Para la segunda mitad del año 1977, el tradicional Teatro Santander, de Bucaramanga, que ocupaba la esquina suroeste de la calle 33 y la carrera 19 había sido transformado. Lo habían dividido en tres teatros: el Cinema 1, el Cinema 2 y El Cid. La entrada del Cinema 1 seguía siendo por la calle 33, esto es, por la misma entrada que tenía el viejo teatro antes de ser dividido. Al Cinema 2 y a El Cid, en cambio, se ingresaba por la carrera 19.
La película colombiana Mamagay fue anunciada por Cine Colombia en el teatro Cinema 1 precisamente en aquel 1977 donde tantas cosas habrían de suceder en mi vida.
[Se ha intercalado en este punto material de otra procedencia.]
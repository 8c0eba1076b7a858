//! Pipeline stages for Markdown-to-PDF conversion.
//!
//! Each submodule implements exactly one transformation step.
//!
//! ## Data Flow
//!
//! ```text
//! input ──▶ markdown ──▶ template ──▶ render ──▶ write
//! (read)    (+toc,        (styled     (wkhtml-   (atomic)
//!            highlight)    document)   topdf)
//! ```
//!
//! 1. [`input`]     — read the source file as UTF-8
//! 2. [`markdown`]  — Markdown → HTML fragment; applies [`toc`] and
//!    [`highlight`] as event-stream rewrites
//! 3. [`template`]  — wrap the fragment in the fixed document + stylesheet
//! 4. [`render`]    — the injectable [`render::PdfRenderer`] and its
//!    `wkhtmltopdf` implementation; the only stage with process I/O
//! 5. [`write`]     — temp-file-and-rename output

pub mod highlight;
pub mod input;
pub mod markdown;
pub mod render;
pub mod template;
pub mod toc;
pub mod write;
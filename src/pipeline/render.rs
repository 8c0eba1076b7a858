//! HTML → PDF rendering via an external engine.
//!
//! ## Why a trait?
//!
//! The real renderer is a native binary (`wkhtmltopdf`) that may not be
//! installed, and whose output is not byte-stable across versions. The
//! converter only depends on [`PdfRenderer`], so tests substitute a fake that
//! deterministically succeeds or fails, and callers can plug in another
//! engine without touching the pipeline.
//!
//! ## Why a temp file for the HTML?
//!
//! `wkhtmltopdf` resolves relative URLs and the `enable-local-file-access`
//! policy against a real file location; piping through stdin loses that. The
//! document is staged in a managed [`tempfile`] that is removed as soon as
//! rendering returns, and the PDF is read back from stdout.

use crate::config::{ConversionConfig, PdfOptions};
use crate::error::Md2PdfError;
use std::io::{ErrorKind, Write};
use std::path::{Path, PathBuf};
use std::process::{Command, Stdio};
use tracing::{debug, info};

/// Executable name searched on `PATH`.
pub const WKHTMLTOPDF: &str = "wkhtmltopdf";

/// Anything that can turn an HTML document into PDF bytes.
pub trait PdfRenderer {
    /// Render `html` with the given page options.
    fn render(&self, html: &str, options: &PdfOptions) -> Result<Vec<u8>, Md2PdfError>;
}

/// [`PdfRenderer`] backed by the `wkhtmltopdf` command-line tool.
#[derive(Debug, Clone)]
pub struct WkHtmlToPdf {
    binary: PathBuf,
}

impl WkHtmlToPdf {
    /// Use the binary at `binary` (a path, or a bare name resolved on `PATH`).
    pub fn new(binary: impl Into<PathBuf>) -> Self {
        Self {
            binary: binary.into(),
        }
    }

    /// Pick the binary: the explicit path if given, else the bare name, which
    /// the OS resolves on `PATH` at spawn time.
    ///
    /// Never fails. A binary that cannot be found surfaces as
    /// [`Md2PdfError::RendererNotFound`] at render time, where the converter
    /// can still fall back to HTML.
    pub fn locate(explicit: Option<&Path>) -> Self {
        match explicit {
            Some(path) => Self::new(path),
            None => Self::new(WKHTMLTOPDF),
        }
    }

    /// [`WkHtmlToPdf::locate`] using `config.renderer_path`.
    pub fn from_config(config: &ConversionConfig) -> Self {
        Self::locate(config.renderer_path.as_deref())
    }

    pub fn binary(&self) -> &Path {
        &self.binary
    }

    /// The full command line for rendering the document at `page` to stdout.
    pub fn command(&self, page: &Path, options: &PdfOptions) -> Command {
        let mut cmd = Command::new(&self.binary);
        cmd.args(options.to_args())
            .arg("--quiet")
            .arg(page)
            .arg("-")
            .stdin(Stdio::null())
            .stdout(Stdio::piped())
            .stderr(Stdio::piped());
        cmd
    }
}

impl PdfRenderer for WkHtmlToPdf {
    fn render(&self, html: &str, options: &PdfOptions) -> Result<Vec<u8>, Md2PdfError> {
        let mut page = tempfile::Builder::new()
            .prefix("md2pdf-")
            .suffix(".html")
            .tempfile()
            .map_err(Md2PdfError::TempFileFailed)?;
        page.write_all(html.as_bytes())
            .and_then(|_| page.flush())
            .map_err(Md2PdfError::TempFileFailed)?;

        let binary = self.binary.display().to_string();
        debug!(
            "Running {} {} --quiet {} -",
            binary,
            options.to_args().join(" "),
            page.path().display()
        );

        let output = self
            .command(page.path(), options)
            .output()
            .map_err(|e| match e.kind() {
                ErrorKind::NotFound => Md2PdfError::RendererNotFound {
                    binary: binary.clone(),
                },
                _ => Md2PdfError::RendererSpawnFailed {
                    binary: binary.clone(),
                    source: e,
                },
            })?;

        if !output.status.success() {
            return Err(Md2PdfError::RendererFailed {
                status: output.status.to_string(),
                stderr: String::from_utf8_lossy(&output.stderr).trim().to_string(),
            });
        }
        if output.stdout.is_empty() {
            return Err(Md2PdfError::EmptyRenderOutput);
        }

        info!("{} produced {} bytes", binary, output.stdout.len());
        Ok(output.stdout)
    }
}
Yo cursaba a la sazón el sexto semestre de derecho y, en honor a la verdad, estaba necesitando que llegaran a mi existencia motivos para reír.
La cinta fue anunciada con la escasa profusión con que en este país se anuncia lo que produce el talento nacional y a través de un cartel promocional que, desde mi personal perspectiva estética, bien pudo ser mejor.
De todos modos, me llamó la atención ir a verla desde que supe de su existencia, pues me parecía muy simpático que actuaran en aquella cinta cinematográfica criolla actores que, como Humberto Martínez Salcedo, Jaime Santos, Otto Greiffenstein (apellido que también he visto escrito sin la letra “n”), Numa Pompilio Delgado y Leopoldo Valdivieso, yo veía y escuchaba en la televisión y me eran, por lo tanto, rostros y voces muy familiares. A la televisión nacional todavía no había llegado la magia del color y, por ende, los colombianos todo lo veíamos en la pantalla chica en blanco y negro.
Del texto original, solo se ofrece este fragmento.